Unlock the Power of Your Data: Fine-Tune LLMs with Easy Dataset

Tired of wrestling with complex tools to prepare your data for Large Language Models (LLMs)? Easy Dataset simplifies the entire process, empowering you to transform your domain expertise into high-quality training data. Stop wasting time on tedious data preparation and start fine-tuning your LLMs for optimal performance with this intuitive and powerful tool.

Key Benefits: Why Choose Easy Dataset?

Streamlined Workflow: Transform raw documents into structured datasets ready for LLM fine-tuning.
Enhanced Model Performance: Improve accuracy and relevance by training on domain-specific data.
Increased Efficiency: Save time and resources with automated data processing and generation.

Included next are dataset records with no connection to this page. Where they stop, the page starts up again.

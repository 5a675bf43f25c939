use anyhow::{Context, Result};
use url::Url;

use super::error::FetchFailure;
use crate::types::RepoLocation;

/// Client for raw file content on the GitHub mirror
/// (`{base}/{owner}/{repo}/{branch}/{path}`).
///
/// Building a URL and fetching it are separate calls: a bad URL is a hard
/// error, a failed fetch is a [`FetchFailure`] the caller is expected to
/// recover from.
#[derive(Clone)]
pub struct RawContentClient {
    client: reqwest::Client,
    base_url: String,
}

impl RawContentClient {
    pub fn new<T: Into<String>>(client: reqwest::Client, base_url: T) -> Self {
        Self {
            client,
            base_url: base_url.into(),
        }
    }

    /// Location of `path` in the resolved mirror repository and branch
    pub fn raw_url(&self, location: &RepoLocation, path: &str) -> Result<Url> {
        let hosting = &location.hosting_repository;
        let encoded_path = path
            .trim_start_matches('/')
            .split('/')
            .map(|segment| urlencoding::encode(segment).into_owned())
            .collect::<Vec<_>>()
            .join("/");

        let raw = format!(
            "{}/{}/{}/{}/{}",
            self.base_url,
            urlencoding::encode(&hosting.owner),
            urlencoding::encode(&hosting.repository_name),
            urlencoding::encode(location.branch.as_str()),
            encoded_path
        );

        Url::parse(&raw).with_context(|| format!("Invalid raw content URL: {}", raw))
    }

    /// Single fetch attempt; never retried
    pub async fn fetch_raw(&self, url: &Url) -> Result<String, FetchFailure> {
        let response = self
            .client
            .get(url.clone())
            .send()
            .await
            .map_err(FetchFailure::from_reqwest_error)?;

        let status = response.status();
        if !status.is_success() {
            return Err(FetchFailure::from_status(status));
        }

        response
            .text()
            .await
            .map_err(|e| FetchFailure::Body(e.to_string()))
    }
}
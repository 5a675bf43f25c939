//! Services composing the upstream clients into the two tool operations

pub mod fetch;
pub mod repository;
pub mod search;

pub use fetch::FileRetriever;
pub use repository::RepositoryResolver;
pub use search::SearchService;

Features That Make a Difference

Easy Dataset boasts a comprehensive suite of features designed to accelerate your LLM fine-tuning workflow:

Intelligent Document Processing: Automatically split Markdown files into logical segments for focused training.
Smart Question Generation: Extract relevant questions from text segments, ensuring comprehensive coverage of your data.
Automated Answer Generation: Leverage LLM APIs to generate detailed answers, reducing manual effort.
Flexible Editing: Refine questions, answers, and datasets at any stage to ensure data quality.
Versatile Export Options: Export datasets in Alpaca, ShareGPT, JSON, and JSONL formats for seamless compatibility.
Broad Model Compatibility: Works with any LLM API following the OpenAI format, giving you flexibility.
User-Friendly Interface: An intuitive UI makes Easy Dataset accessible to both technical and non-technical users.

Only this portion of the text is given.